Piperacillin/tazobactam was administered for a urinary tract infection on day 5 after the initiation of PSL (60 mg). Similar to the initial symptoms, erythema with erosions appeared on the trunk and extremities on the fourth day of piperacillin/tazobactam administration. Discontinuation of piperacillin/tazobactam immediately attenuated the skin symptoms. The Naranjo score was 6, indicating the coexistence of a drug eruption and pemphigoid. Cyclosporine A (150 mg/day) was added on day 36, after increasing the PSL dose to 60 mg/day. Over 6 weeks, the PSL dose was gradually decreased to 30 mg/day. After discharge from the hospital, the patient continued receiving 30mg/day of PSL from his family physician, because he was unable to visit our hospital.

DISCUSSION

In the present case, the patient was initially suspected of having a drug eruption from piperacillin/tazobactam, or pemphigoid. Because performing a skin biopsy was difficult, we made a tentative diagnosis of a drug eruption based on negative anti-BP180 NC16a domain antibodies. The subsequent course and laboratory tests led to the diagnosis of both a drug eruption and pemphigoid, with autoantibodies against all subunits of laminin 332 and p200. Distinguishing rapidly progressing pemphigoid from a drug eruption is difficult. Although pemphigoid generally follows a chronic course, drug eruptions often present with acute onsets. Notably, pemphigoid with a rapid progression mimicking Stevens–Johnson syndrome has been reported (6, 7). In these cases, a drug eruption, rather than pemphigoid, was suspected at the initial visit because of the rapid clinical course, similar to that in the present case. In addition, although pemphigoid associated with piperacillin/tazobactam has not been reported, bullous pemphigoid associated with amoxicillin has been reported (8, 9). Although the role of a drug eruption in the development of pemphigoid is unclear in our case, the fragility of the BMZ due to the drug eruption may have contributed to the onset of pemphigoid.

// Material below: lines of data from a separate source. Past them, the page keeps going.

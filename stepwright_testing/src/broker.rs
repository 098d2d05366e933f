//! Scripted broker doubles.
//!
//! [`ScriptedFactory`] hands out consumers that replay a fixed list of poll
//! results and then poll empty forever. Every interaction is counted in a
//! shared [`BrokerJournal`].

use std::{
    collections::VecDeque,
    ops::Range,
    sync::{Arc, Mutex, MutexGuard, PoisonError},
    time::Duration,
};

use async_trait::async_trait;
use serde_json::json;
use stepwright::broker::{
    BrokerConsumer,
    BrokerError,
    BrokerProducer,
    BrokerRecord,
    ConsumerFactory,
    ProducerRecord,
    RecordMetadata,
};

/// One scripted poll result; `Err` fails the poll with that message.
pub type Batch = Result<Vec<BrokerRecord>, &'static str>;

/// Counters of broker interactions.
#[derive(Clone, Debug, Default, PartialEq, Eq)]
pub struct BrokerJournal {
    /// Consumers created.
    pub subscriptions: usize,
    /// Polls issued.
    pub polls: usize,
    /// Polls that returned records, by 1-based poll number.
    pub non_empty_polls: Vec<usize>,
    /// Synchronous commits.
    pub sync_commits: usize,
    /// Asynchronous commits.
    pub async_commits: usize,
    /// Consumers closed.
    pub closes: usize,
}

fn lock<T>(mutex: &Mutex<T>) -> MutexGuard<'_, T> { mutex.lock().unwrap_or_else(PoisonError::into_inner) }

/// Build records `offsets` on `partition` with `{"n": offset}` values.
#[must_use]
pub fn records(partition: i32, offsets: Range<i64>) -> Vec<BrokerRecord> {
    offsets
        .map(|offset| BrokerRecord::new(Some("k"), json!({"n": offset}), partition, offset))
        .collect()
}

struct ScriptedConsumer {
    script: VecDeque<Batch>,
    journal: Arc<Mutex<BrokerJournal>>,
}

#[async_trait]
impl BrokerConsumer for ScriptedConsumer {
    async fn poll(&mut self, _timeout: Duration) -> Result<Vec<BrokerRecord>, BrokerError> {
        let mut journal = lock(&self.journal);
        journal.polls += 1;
        let batch = self.script.pop_front().unwrap_or(Ok(Vec::new()));
        if let Ok(records) = &batch
            && !records.is_empty()
        {
            let poll = journal.polls;
            journal.non_empty_polls.push(poll);
        }
        batch.map_err(|e| BrokerError::Poll(e.into()))
    }

    async fn commit_sync(&mut self) -> Result<(), BrokerError> {
        lock(&self.journal).sync_commits += 1;
        Ok(())
    }

    fn commit_async(&mut self) -> Result<(), BrokerError> {
        lock(&self.journal).async_commits += 1;
        Ok(())
    }

    fn close(&mut self) { lock(&self.journal).closes += 1; }
}

/// [`ConsumerFactory`] whose first consumer replays a script.
///
/// Later subscriptions get consumers that only ever poll empty.
pub struct ScriptedFactory {
    script: Mutex<Option<VecDeque<Batch>>>,
    journal: Arc<Mutex<BrokerJournal>>,
}

impl ScriptedFactory {
    /// Create a factory replaying `script`.
    #[must_use]
    pub fn new(script: Vec<Batch>) -> Self {
        Self {
            script: Mutex::new(Some(script.into())),
            journal: Arc::default(),
        }
    }

    /// Snapshot of the interactions so far.
    #[must_use]
    pub fn journal(&self) -> BrokerJournal { lock(&self.journal).clone() }
}

#[async_trait]
impl ConsumerFactory for ScriptedFactory {
    async fn subscribe(&self, _topic: &str) -> Result<Box<dyn BrokerConsumer>, BrokerError> {
        lock(&self.journal).subscriptions += 1;
        let script = lock(&self.script).take().unwrap_or_default();
        Ok(Box::new(ScriptedConsumer {
            script,
            journal: Arc::clone(&self.journal),
        }))
    }
}

/// [`BrokerProducer`] that stores every published record.
#[derive(Default)]
pub struct RecordingProducer {
    sent: Mutex<Vec<(String, ProducerRecord)>>,
}

impl RecordingProducer {
    /// Create an empty producer.
    #[must_use]
    pub fn new() -> Self { Self::default() }

    /// Published `(topic, record)` pairs in order.
    #[must_use]
    pub fn sent(&self) -> Vec<(String, ProducerRecord)> { lock(&self.sent).clone() }
}

#[async_trait]
impl BrokerProducer for RecordingProducer {
    async fn send(&self, topic: &str, record: ProducerRecord) -> Result<RecordMetadata, BrokerError> {
        let mut sent = lock(&self.sent);
        let offset = i64::try_from(sent.len()).map_err(|e| BrokerError::Publish {
            topic: topic.to_owned(),
            source: e.into(),
        })?;
        let partition = record.partition.unwrap_or(0);
        sent.push((topic.to_owned(), record));
        Ok(RecordMetadata {
            topic: topic.to_owned(),
            partition,
            offset,
        })
    }
}
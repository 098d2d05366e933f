//! Broker records and the JSON shapes returned to steps.

use serde::{Deserialize, Serialize};
use serde_json::Value;

/// Status string reported for successful deliveries.
pub const STATUS_OK: &str = "Ok";

/// A record fetched from a partitioned topic.
#[derive(Clone, Debug, PartialEq, Serialize, Deserialize)]
pub struct BrokerRecord {
    /// Record key, if any.
    pub key: Option<String>,
    /// Record payload.
    pub value: Value,
    /// Partition the record was read from.
    pub partition: i32,
    /// Offset within the partition.
    pub offset: i64,
}

impl BrokerRecord {
    /// Build a record.
    #[must_use]
    pub fn new(key: Option<&str>, value: Value, partition: i32, offset: i64) -> Self {
        Self {
            key: key.map(str::to_owned),
            value,
            partition,
            offset,
        }
    }
}

/// A record to publish.
#[derive(Clone, Debug, PartialEq, Serialize, Deserialize)]
pub struct ProducerRecord {
    /// Record key.
    #[serde(default)]
    pub key: Option<String>,
    /// Record payload.
    #[serde(default)]
    pub value: Value,
    /// Target partition; the producer chooses when absent.
    #[serde(default)]
    pub partition: Option<i32>,
}

/// Where a published record landed.
#[derive(Clone, Debug, PartialEq, Eq, Serialize, Deserialize)]
pub struct RecordMetadata {
    /// Topic written to.
    pub topic: String,
    /// Partition written to.
    pub partition: i32,
    /// Assigned offset.
    pub offset: i64,
}

/// Summary returned instead of raw records.
#[derive(Clone, Debug, PartialEq, Eq, Serialize)]
#[serde(rename_all = "camelCase")]
pub struct DeliveryStatus {
    /// Always [`STATUS_OK`] for completed operations.
    pub status: String,
    /// Number of records consumed or published.
    pub records_count: usize,
    /// Per-record placement, for produce operations.
    #[serde(skip_serializing_if = "Option::is_none")]
    pub record_metadata: Option<Vec<RecordMetadata>>,
}

impl DeliveryStatus {
    /// Summary of a receive that fetched `count` records.
    #[must_use]
    pub fn consumed(count: usize) -> Self {
        Self {
            status: STATUS_OK.to_owned(),
            records_count: count,
            record_metadata: None,
        }
    }

    /// Summary of a produce that published `metadata.len()` records.
    #[must_use]
    pub fn produced(metadata: Vec<RecordMetadata>) -> Self {
        Self {
            status: STATUS_OK.to_owned(),
            records_count: metadata.len(),
            record_metadata: Some(metadata),
        }
    }
}

/// Every record fetched by a receive, in arrival order.
#[derive(Clone, Debug, PartialEq, Serialize)]
pub struct ConsumedRecords {
    /// Records in poll-arrival order.
    pub records: Vec<BrokerRecord>,
    /// Number of records.
    pub size: usize,
}

impl ConsumedRecords {
    /// Wrap fetched records.
    #[must_use]
    pub fn new(records: Vec<BrokerRecord>) -> Self {
        Self {
            size: records.len(),
            records,
        }
    }
}
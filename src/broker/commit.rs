//! Per-receive overrides and commit-mode selection.

use std::{path::PathBuf, time::Duration};

use serde::Deserialize;
use serde_json::Value;

use super::error::ConfigurationError;
use crate::config::ConsumerDefaults;

/// Offset commit applied after each poll.
#[derive(Clone, Copy, Debug, PartialEq, Eq)]
pub enum CommitMode {
    /// Block until offsets are committed.
    Sync,
    /// Request a commit without waiting for it.
    Async,
    /// Leave offsets to the caller.
    None,
}

impl CommitMode {
    /// Combine per-receive overrides with the process defaults.
    ///
    /// # Errors
    ///
    /// Returns [`ConfigurationError::BothCommitModes`] when the effective
    /// sync and async flags are both true.
    ///
    /// ```
    /// use stepwright::{broker::CommitMode, config::ConsumerDefaults};
    ///
    /// let defaults = ConsumerDefaults::default().with_commit_async(true);
    /// assert_eq!(CommitMode::resolve(None, None, &defaults), Ok(CommitMode::Async));
    /// assert_eq!(
    ///     CommitMode::resolve(Some(true), Some(false), &defaults),
    ///     Ok(CommitMode::Sync)
    /// );
    /// assert!(CommitMode::resolve(Some(true), None, &defaults).is_err());
    /// ```
    pub fn resolve(
        sync: Option<bool>,
        asynchronous: Option<bool>,
        defaults: &ConsumerDefaults,
    ) -> Result<Self, ConfigurationError> {
        let sync = sync.unwrap_or(defaults.commit_sync);
        let asynchronous = asynchronous.unwrap_or(defaults.commit_async);
        match (sync, asynchronous) {
            (true, true) => Err(ConfigurationError::BothCommitModes),
            (true, false) => Ok(Self::Sync),
            (false, true) => Ok(Self::Async),
            (false, false) => Ok(Self::None),
        }
    }
}

/// Overrides carried by a receive request under `consumerLocalConfigs`.
#[derive(Clone, Debug, Default, Deserialize, PartialEq, Eq)]
#[serde(rename_all = "camelCase")]
pub struct ConsumerLocalConfig {
    /// Override for synchronous commits.
    pub commit_sync: Option<bool>,
    /// Override for asynchronous commits.
    pub commit_async: Option<bool>,
    /// Return the fetched records (`true`, the default) or a delivery summary.
    pub show_records_as_response: Option<bool>,
    /// File to write the consumed records to.
    pub records_dump_to: Option<PathBuf>,
    /// Override for the idle-poll threshold.
    #[serde(rename = "maxNoOfRetryPollsOrTimeouts")]
    pub max_idle_polls: Option<u32>,
    /// Override for the poll timeout, in milliseconds.
    #[serde(rename = "pollingTime")]
    pub poll_timeout_ms: Option<u64>,
}

#[derive(Deserialize)]
#[serde(rename_all = "camelCase")]
struct LocalConfigWrap {
    consumer_local_configs: Option<ConsumerLocalConfig>,
}

impl ConsumerLocalConfig {
    /// Extract overrides from a receive request.
    ///
    /// Empty, `null` and wrapper-less requests carry no overrides.
    ///
    /// # Errors
    ///
    /// Returns [`ConfigurationError::InvalidLocalConfig`] when the request is
    /// not JSON or the overrides have the wrong shape.
    pub fn from_request(request: &str) -> Result<Option<Self>, ConfigurationError> {
        if request.trim().is_empty() {
            return Ok(None);
        }
        let value: Value = serde_json::from_str(request)
            .map_err(|e| ConfigurationError::InvalidLocalConfig(e.to_string()))?;
        if !value.is_object() {
            return Ok(None);
        }
        let wrap: LocalConfigWrap = serde_json::from_value(value)
            .map_err(|e| ConfigurationError::InvalidLocalConfig(e.to_string()))?;
        Ok(wrap.consumer_local_configs)
    }
}

/// Effective settings of one receive.
#[derive(Clone, Debug, PartialEq, Eq)]
pub struct ConsumeSettings {
    /// Commit applied after every poll.
    pub commit: CommitMode,
    /// Consecutive empty polls after which the receive stops.
    pub max_idle_polls: u32,
    /// Upper bound on a single poll.
    pub poll_timeout: Duration,
    /// Return records rather than a delivery summary.
    pub show_records: bool,
    /// Optional records dump location.
    pub dump_to: Option<PathBuf>,
}

impl ConsumeSettings {
    /// Merge overrides into the defaults and validate the commit mode.
    ///
    /// # Errors
    ///
    /// Returns [`ConfigurationError::BothCommitModes`] when both commit
    /// modes end up enabled.
    pub fn resolve(
        local: Option<&ConsumerLocalConfig>,
        defaults: &ConsumerDefaults,
    ) -> Result<Self, ConfigurationError> {
        let local = local.cloned().unwrap_or_default();
        let commit = CommitMode::resolve(local.commit_sync, local.commit_async, defaults)?;
        let poll_timeout = local
            .poll_timeout_ms
            .map_or(defaults.poll_timeout, Duration::from_millis);
        Ok(Self {
            commit,
            max_idle_polls: local.max_idle_polls.unwrap_or(defaults.max_idle_polls).max(1),
            poll_timeout: poll_timeout.max(Duration::from_millis(1)),
            show_records: local.show_records_as_response.unwrap_or(true),
            dump_to: local.records_dump_to,
        })
    }
}
//! Scenario and step definitions.
//!
//! Scenarios are deserialised from JSON and are immutable afterwards. Each
//! [`Step`] is tagged with a [`BackendKind`] at load time from the shape of
//! its target template. A target that holds placeholders is classified
//! again once they are resolved; see [`Step::resolved_kind`].

use std::{fs, path::Path};

use serde::Deserialize;
use serde_json::Value;

/// Scheme prefix marking a message-broker target.
pub const TOPIC_SCHEME: &str = "topic://";

/// Backend family a step is dispatched to.
#[derive(Clone, Copy, Debug, PartialEq, Eq)]
pub enum BackendKind {
    /// HTTP call against a URL or a path relative to the configured endpoint.
    Rest,
    /// Call into an operation registered in the in-process registry.
    LocalCall,
    /// Produce to or consume from a broker topic.
    Message,
}

impl BackendKind {
    /// Classify a target template.
    ///
    /// `topic://` targets are broker targets; any other target containing a
    /// `/` is an HTTP target; everything else names an in-process operation.
    ///
    /// ```
    /// use stepwright::scenario::BackendKind;
    ///
    /// assert_eq!(BackendKind::classify("/users/1"), BackendKind::Rest);
    /// assert_eq!(BackendKind::classify("topic://orders"), BackendKind::Message);
    /// assert_eq!(BackendKind::classify("billing.Invoices"), BackendKind::LocalCall);
    /// ```
    #[must_use]
    pub fn classify(target: &str) -> Self {
        if target.starts_with(TOPIC_SCHEME) {
            Self::Message
        } else if target.contains('/') {
            Self::Rest
        } else {
            Self::LocalCall
        }
    }
}

/// A named, ordered list of steps with an optional repeat count.
#[derive(Clone, Debug, Deserialize, PartialEq)]
pub struct ScenarioSpec {
    /// Scenario name used in reports and logs.
    #[serde(rename = "scenarioName", alias = "name")]
    pub name: String,
    /// Steps executed in order.
    #[serde(default)]
    pub steps: Vec<Step>,
    /// Number of times the whole step list runs. Defaults to 1.
    #[serde(rename = "loop", default)]
    pub loop_count: Option<u32>,
}

impl ScenarioSpec {
    /// Create a scenario that runs once.
    #[must_use]
    pub fn new(name: impl Into<String>, steps: Vec<Step>) -> Self {
        Self {
            name: name.into(),
            steps,
            loop_count: None,
        }
    }

    /// Repeat the whole scenario `count` times.
    #[must_use]
    pub fn with_loop(mut self, count: u32) -> Self {
        self.loop_count = Some(count);
        self
    }

    /// Effective scenario repeat count.
    #[must_use]
    pub fn loops(&self) -> u32 { self.loop_count.unwrap_or(1) }

    /// Parse a scenario from JSON text.
    ///
    /// # Errors
    ///
    /// Returns the underlying [`serde_json::Error`] when the text is not a
    /// valid scenario.
    pub fn from_json(raw: &str) -> serde_json::Result<Self> { serde_json::from_str(raw) }

    /// Read and parse a scenario file.
    ///
    /// # Errors
    ///
    /// Returns an I/O error when the file cannot be read, or an
    /// [`std::io::ErrorKind::InvalidData`] error when it does not parse.
    pub fn from_file(path: impl AsRef<Path>) -> std::io::Result<Self> {
        let raw = fs::read_to_string(path)?;
        Self::from_json(&raw).map_err(|e| std::io::Error::new(std::io::ErrorKind::InvalidData, e))
    }
}

/// One request/response/assertion unit.
#[derive(Clone, Debug, Deserialize, PartialEq)]
#[serde(from = "StepDef")]
pub struct Step {
    /// Step name; unique within one pass of the scenario.
    pub name: String,
    /// Target template: URL, path, qualified operation name or `topic://` target.
    pub target: String,
    /// HTTP verb, method name or broker operation.
    pub operation: String,
    /// Request payload template.
    pub request: Value,
    /// Expected response fragment template.
    pub assertions: Value,
    /// Number of times this step repeats. Defaults to 1.
    pub loop_count: Option<u32>,
    kind: BackendKind,
}

impl Step {
    /// Build a step, classifying its target.
    #[must_use]
    pub fn new(
        name: impl Into<String>,
        target: impl Into<String>,
        operation: impl Into<String>,
        request: Value,
        assertions: Value,
    ) -> Self {
        let target = target.into();
        Self {
            name: name.into(),
            kind: BackendKind::classify(&target),
            target,
            operation: operation.into(),
            request,
            assertions,
            loop_count: None,
        }
    }

    /// Repeat this step `count` times.
    #[must_use]
    pub fn with_loop(mut self, count: u32) -> Self {
        self.loop_count = Some(count);
        self
    }

    /// Backend chosen from the target template at load time.
    #[must_use]
    pub fn kind(&self) -> BackendKind { self.kind }

    /// Backend for this step once its target resolved to `resolved`.
    ///
    /// Literal targets keep their load-time tag; templated ones are
    /// classified from the resolved text.
    ///
    /// ```
    /// use serde_json::json;
    /// use stepwright::scenario::{BackendKind, Step};
    ///
    /// let step = Step::new("follow", "${$.link.response.href}", "GET", json!(null), json!({}));
    /// assert_eq!(step.kind(), BackendKind::LocalCall);
    /// assert_eq!(step.resolved_kind("/users/42"), BackendKind::Rest);
    /// ```
    #[must_use]
    pub fn resolved_kind(&self, resolved: &str) -> BackendKind {
        if resolved == self.target {
            self.kind
        } else {
            BackendKind::classify(resolved)
        }
    }

    /// Effective repeat count.
    #[must_use]
    pub fn loops(&self) -> u32 { self.loop_count.unwrap_or(1) }

    /// Name recorded for loop iteration `index`: the bare name first, then
    /// the name suffixed with the index.
    ///
    /// ```
    /// use serde_json::json;
    /// use stepwright::scenario::Step;
    ///
    /// let step = Step::new("poll", "svc.Poller", "next", json!(null), json!({}));
    /// assert_eq!(step.iteration_name(0), "poll");
    /// assert_eq!(step.iteration_name(2), "poll2");
    /// ```
    #[must_use]
    pub fn iteration_name(&self, index: u32) -> String {
        if index == 0 {
            self.name.clone()
        } else {
            format!("{}{index}", self.name)
        }
    }
}

#[derive(Deserialize)]
struct StepDef {
    name: String,
    #[serde(alias = "target")]
    url: String,
    #[serde(alias = "method")]
    operation: String,
    #[serde(default)]
    request: Value,
    #[serde(alias = "verify", default = "empty_object")]
    assertions: Value,
    #[serde(rename = "loop", default)]
    loop_count: Option<u32>,
}

fn empty_object() -> Value { Value::Object(serde_json::Map::new()) }

impl From<StepDef> for Step {
    fn from(def: StepDef) -> Self {
        let mut step = Step::new(def.name, def.url, def.operation, def.request, def.assertions);
        step.loop_count = def.loop_count;
        step
    }
}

For anti-p200 pemphigoid, mucous involvement is uncommon, whereas skin symptoms are predominant. Its histopathology is characterized by subepidermal blisters with neutrophil infiltration (2, 4). As 90% of anti-p200 pemphigoid sera recognize laminin γ1, anti-laminin γ1 pemphigoid has been proposed as a new term for this disease (2). Recently, Goletz et al. revealed that anti-p200 pemphigoid sera show reactivity against laminin β4, and laminin β4 is an additional target antigen in anti-p200 pemphigoid (2, 10). In contrast, pemphigoid with autoantibodies against laminin 332 typically presents with mucous involvement, which is histopathologically characterized by subepidermal blisters with sparse inflammatory cells (5, 11). Only 2 cases of pemphigoid with autoantibodies against all subunits of laminin 332 and p200 have been reported, and both showed skin and mucosal involvement (12, 13). Liu et al. showed that the levels of autoantibodies against both p200 and laminin 332 decreased after treatment (13). Furthermore, the levels of autoantibodies against laminin 332 increased during relapse, whereas autoantibodies against p200 were not evaluated (13). Although the autoantibody levels and histopathology were not analysed at the initial diagnosis in the present case, the histopathology at relapse revealed neutrophilic infiltration, which, together with the absence of mucous symptoms, shows features of anti-p200 pemphigoid.

In the present case, a drug eruption developed concurrently with and exacerbated the pemphigoid. Owing to the co-occurrence of these 2 conditions, the diagnosis was difficult. Clinicians should consider the possibility of the concurrent development of a drug eruption and pemphigoid in patients with rapidly progressing pemphigoid.